> [Problem to work on]
Where the word "typos" occurs in a line of the data, return the whole line.

────────────────

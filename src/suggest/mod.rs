/*!
# Argset: Suggestions.

This module contains [`Suggestor`], a small "did you mean" engine for
mistyped flags, along with the edit-distance functions it uses.

To keep lookups cheap for larger vocabularies, entries are bucketed by
[`LetterSet`], the set of letters they contain, and only the bucket
matching the input is scored by default. Different words can and do share
buckets; that is fine. What matters is that typos like transpositions and
doubled letters leave the signature intact. For typos that _don't_, the
[`Fallback`] policy decides whether to widen the search to everything.
*/

mod distance;
mod letters;

pub use distance::{
	damerau_levenshtein,
	levenshtein,
	Distance,
};
pub use letters::LetterSet;

use std::collections::BTreeMap;
use tracing::trace;



#[derive(Debug, Clone, Copy, Default, Eq, Hash, PartialEq)]
/// # Fallback Policy.
///
/// What a [`Suggestor`] should do when the input's [`LetterSet`] bucket
/// doesn't turn anything up.
pub enum Fallback {
	/// # Bucket Only.
	///
	/// Only ever score the input's own bucket. Fastest, but misses typos that
	/// add or drop a letter.
	Never,

	#[default]
	/// # Widen When Empty.
	///
	/// Score the input's bucket, falling back to everything if nothing in it
	/// is within range.
	WhenEmpty,

	/// # Always Everything.
	///
	/// Skip the bucketing altogether and score everything.
	Always,
}



#[derive(Debug, Clone)]
/// # Suggestor.
///
/// Given a vocabulary of known names, a `Suggestor` finds the closest match
/// for some input, as measured by edit distance.
///
/// Out of the box, it uses [`levenshtein`] distance with the
/// [`Fallback::WhenEmpty`] policy and no distance cap; see the `with_*`
/// methods to change that.
///
/// Ties always go to whichever entry was added first.
///
/// ## Examples
///
/// ```
/// use argset::Suggestor;
///
/// let sug = Suggestor::new(["--verbose", "--version", "--help"]);
/// assert_eq!(sug.suggest("--verbos"), Some("--verbose"));
///
/// // Nothing shares these letters, so the whole list is checked.
/// assert_eq!(sug.suggest("--hlp"), Some("--help"));
/// ```
pub struct Suggestor {
	/// # Entries (in insertion order).
	corpus: Vec<String>,

	/// # Entry Indexes by Signature.
	buckets: BTreeMap<LetterSet, Vec<usize>>,

	/// # Distance Function.
	distance: fn(&str, &str) -> usize,

	/// # Fallback Policy.
	fallback: Fallback,

	/// # Maximum Distance.
	max_distance: Option<usize>,
}

impl Default for Suggestor {
	fn default() -> Self {
		Self {
			corpus: Vec::new(),
			buckets: BTreeMap::new(),
			distance: levenshtein,
			fallback: Fallback::WhenEmpty,
			max_distance: None,
		}
	}
}

impl<S: Into<String>> Extend<S> for Suggestor {
	fn extend<I: IntoIterator<Item=S>>(&mut self, iter: I) {
		for s in iter { self.insert(s); }
	}
}

impl<S: Into<String>> FromIterator<S> for Suggestor {
	fn from_iter<I: IntoIterator<Item=S>>(iter: I) -> Self {
		let mut out = Self::default();
		out.extend(iter);
		out
	}
}

impl Suggestor {
	#[must_use]
	/// # New.
	///
	/// Create a new instance from a list of known names. Duplicates are
	/// ignored.
	pub fn new<I, S>(names: I) -> Self
	where I: IntoIterator<Item=S>, S: Into<String> {
		names.into_iter().collect()
	}

	/// # Insert.
	///
	/// Add a name to the vocabulary, returning `false` if it was already
	/// present.
	pub fn insert<S: Into<String>>(&mut self, name: S) -> bool {
		let name: String = name.into();
		let bucket = self.buckets.entry(LetterSet::from(name.as_str())).or_default();

		// Identical strings always share a bucket, so that's the only place
		// we need to look for duplicates.
		if bucket.iter().any(|&idx| self.corpus[idx] == name) { false }
		else {
			bucket.push(self.corpus.len());
			self.corpus.push(name);
			true
		}
	}
}

impl Suggestor {
	#[must_use]
	/// # With Distance.
	///
	/// Use one of the built-in distance algorithms.
	pub const fn with_distance(mut self, distance: Distance) -> Self {
		self.distance = distance.as_fn();
		self
	}

	#[must_use]
	/// # With Distance Function.
	///
	/// Use a custom distance function. It should return zero for equal
	/// strings and grow with dissimilarity.
	///
	/// ## Examples
	///
	/// ```
	/// use argset::{Fallback, Suggestor};
	///
	/// /// # Length Difference.
	/// fn len_diff(a: &str, b: &str) -> usize { a.len().abs_diff(b.len()) }
	///
	/// let sug = Suggestor::new(["-a", "--bbb"])
	///     .with_distance_fn(len_diff)
	///     .with_fallback(Fallback::Always);
	/// assert_eq!(sug.suggest("--xx"), Some("--bbb"));
	/// ```
	pub const fn with_distance_fn(mut self, distance: fn(&str, &str) -> usize)
	-> Self {
		self.distance = distance;
		self
	}

	#[must_use]
	/// # With Fallback Policy.
	pub const fn with_fallback(mut self, fallback: Fallback) -> Self {
		self.fallback = fallback;
		self
	}

	#[must_use]
	/// # With Maximum Distance.
	///
	/// Ignore any candidates farther than `max` from the input. Without a
	/// cap, _something_ will always be suggested (unless the vocabulary is
	/// empty), no matter how far-fetched.
	pub const fn with_max_distance(mut self, max: usize) -> Self {
		self.max_distance = Some(max);
		self
	}
}

impl Suggestor {
	#[must_use]
	#[inline]
	/// # Length.
	pub fn len(&self) -> usize { self.corpus.len() }

	#[must_use]
	#[inline]
	/// # Is Empty?
	pub fn is_empty(&self) -> bool { self.corpus.is_empty() }

	/// # Iterate.
	///
	/// Iterate over the vocabulary in insertion order.
	pub fn iter(&self) -> impl Iterator<Item=&str> {
		self.corpus.iter().map(String::as_str)
	}

	#[must_use]
	/// # Buckets.
	///
	/// Return the number of distinct [`LetterSet`] buckets in use.
	pub fn buckets(&self) -> usize { self.buckets.len() }

	#[must_use]
	/// # Suggest.
	///
	/// Return the closest match for `input`, if any. Exact matches count,
	/// with a distance of zero.
	pub fn suggest(&self, input: &str) -> Option<&str> {
		let (_, idx) = self.rank(input)?;
		idx.first().map(|&idx| self.corpus[idx].as_str())
	}

	#[must_use]
	/// # Suggestions.
	///
	/// Return all of the entries tied for closest to `input`, in insertion
	/// order.
	///
	/// ## Examples
	///
	/// ```
	/// let sug = argset::Suggestor::new(["--cat", "--bat", "--category"]);
	/// assert_eq!(sug.suggestions("--rat"), ["--cat", "--bat"]);
	/// ```
	pub fn suggestions(&self, input: &str) -> Vec<&str> {
		self.rank(input)
			.map(|(_, idx)| idx.into_iter().map(|i| self.corpus[i].as_str()).collect())
			.unwrap_or_default()
	}

	/// # Rank.
	///
	/// Score the candidates and return the best distance along with the
	/// indexes of every entry that achieved it.
	fn rank(&self, input: &str) -> Option<(usize, Vec<usize>)> {
		let key = LetterSet::from(input);
		let bucket = self.buckets.get(&key).map_or(&[][..], Vec::as_slice);
		trace!(input, %key, bucket = bucket.len(), fallback = ?self.fallback, "ranking suggestions");

		match self.fallback {
			Fallback::Never => self.rank_from(input, bucket.iter().copied()),
			Fallback::WhenEmpty => self.rank_from(input, bucket.iter().copied())
				.or_else(|| {
					trace!(input, "widening suggestion search");
					self.rank_from(input, 0..self.corpus.len())
				}),
			Fallback::Always => self.rank_from(input, 0..self.corpus.len()),
		}
	}

	/// # Rank From.
	///
	/// Candidates must be in ascending order for ties to favor the oldest.
	fn rank_from<I>(&self, input: &str, candidates: I) -> Option<(usize, Vec<usize>)>
	where I: Iterator<Item=usize> {
		let mut best: Option<(usize, Vec<usize>)> = None;
		for idx in candidates {
			let d = (self.distance)(input, &self.corpus[idx]);
			if self.max_distance.is_some_and(|max| max < d) { continue; }

			match best.as_mut() {
				Some((min, list)) if d == *min => {
					list.push(idx);
					continue;
				},
				Some((min, _)) if *min < d => continue,
				_ => {},
			}

			best = Some((d, vec![idx]));
		}

		best
	}
}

────────────────

> [Answer below]
buckets; that is fine. What matters is that typos like transpositions and
doubled letters leave the signature intact. For typos that _don't_, the
	/// Only ever score the input's own bucket. Fastest, but misses typos that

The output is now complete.